> [What is being asked]:
Write only the number of lines in the entries that hold the string "matches".
- Opening Delimiter -
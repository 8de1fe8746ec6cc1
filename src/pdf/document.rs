//! Building lopdf documents from rendered page content

use lopdf::{Dictionary, Document, Object, ObjectId, Stream, StringFormat};

use crate::error::{Error, Result};
use crate::layout::PageDimensions;
use crate::pdf::font::font_resources;

/// Create a document with one page per content stream
///
/// All pages share one resource dictionary holding Helvetica (`/F1`) and
/// Helvetica-Bold (`/F2`).
pub fn build_document(page: &PageDimensions, contents: Vec<String>) -> Result<Document> {
    if contents.is_empty() {
        return Err(Error::General("Cannot build a document without pages".to_string()));
    }

    let mut doc = Document::with_version("1.5");
    let pages_id = doc.new_object_id();

    let resources = font_resources(&mut doc);
    let resources_id = doc.add_object(Object::Dictionary(resources));

    let media_box = Object::Array(vec![
        Object::Integer(0),
        Object::Integer(0),
        Object::Real(page.width_pt()),
        Object::Real(page.height_pt()),
    ]);

    let mut kids = Vec::with_capacity(contents.len());
    for content in contents {
        let content_id = doc.add_object(Stream::new(Dictionary::new(), content.into_bytes()));

        let mut page_dict = Dictionary::new();
        page_dict.set("Type", Object::Name(b"Page".to_vec()));
        page_dict.set("Parent", Object::Reference(pages_id));
        page_dict.set("MediaBox", media_box.clone());
        page_dict.set("Contents", Object::Reference(content_id));
        page_dict.set("Resources", Object::Reference(resources_id));

        kids.push(Object::Reference(doc.add_object(Object::Dictionary(page_dict))));
    }

    let mut pages_object = Dictionary::new();
    pages_object.set("Type", Object::Name(b"Pages".to_vec()));
    pages_object.set("Count", Object::Integer(kids.len() as i64));
    pages_object.set("Kids", Object::Array(kids));
    doc.objects.insert(pages_id, Object::Dictionary(pages_object));

    let mut catalog = Dictionary::new();
    catalog.set("Type", Object::Name(b"Catalog".to_vec()));
    catalog.set("Pages", Object::Reference(pages_id));
    let catalog_id = doc.add_object(Object::Dictionary(catalog));

    doc.trailer.set("Root", Object::Reference(catalog_id));

    Ok(doc)
}

/// Page object ids in page order
pub fn page_ids(doc: &Document) -> Vec<ObjectId> {
    doc.get_pages().into_values().collect()
}

/// Encode a PDF text string (titles, bookmarks, document info)
///
/// ASCII stays a literal string; anything else is written as UTF-16BE with
/// a byte order mark.
pub fn text_string(text: &str) -> Object {
    if text.is_ascii() {
        return Object::string_literal(text);
    }

    let mut bytes = vec![0xFE, 0xFF];
    for unit in text.encode_utf16() {
        bytes.extend_from_slice(&unit.to_be_bytes());
    }
    Object::String(bytes, StringFormat::Hexadecimal)
}

/// Decode a PDF text string written as UTF-16BE (with BOM) or PDFDocEncoding
pub fn decode_text_string(bytes: &[u8]) -> String {
    if let Some(utf16) = bytes.strip_prefix(&[0xFE, 0xFF]) {
        let units: Vec<u16> = utf16
            .chunks_exact(2)
            .map(|pair| u16::from_be_bytes([pair[0], pair[1]]))
            .collect();
        return String::from_utf16_lossy(&units);
    }

    match std::str::from_utf8(bytes) {
        Ok(text) => text.to_string(),
        Err(_) => bytes.iter().map(|&b| b as char).collect(),
    }
}

#[cfg(test)]
mod tests {
    use super::*;

    #[test]
    fn test_build_document_page_count() {
        let doc = build_document(
            &PageDimensions::letter(),
            vec!["BT ET".to_string(), "BT ET".to_string(), "BT ET".to_string()],
        )
        .unwrap();
        assert_eq!(doc.get_pages().len(), 3);
        assert_eq!(page_ids(&doc).len(), 3);
    }

    #[test]
    fn test_build_document_rejects_no_pages() {
        let result = build_document(&PageDimensions::letter(), Vec::new());
        assert!(matches!(result, Err(Error::General(_))));
    }

    #[test]
    fn test_text_string_round_trip() {
        for title in ["Login.xlsx", "Résultats", "テスト"] {
            let object = text_string(title);
            let bytes = object.as_str().unwrap();
            assert_eq!(decode_text_string(bytes), title);
        }
    }

    #[test]
    fn test_text_string_ascii_is_literal() {
        assert!(matches!(text_string("Sheet1"), Object::String(_, StringFormat::Literal)));
    }
}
- Closing Delimiter -
> [Task output]:
2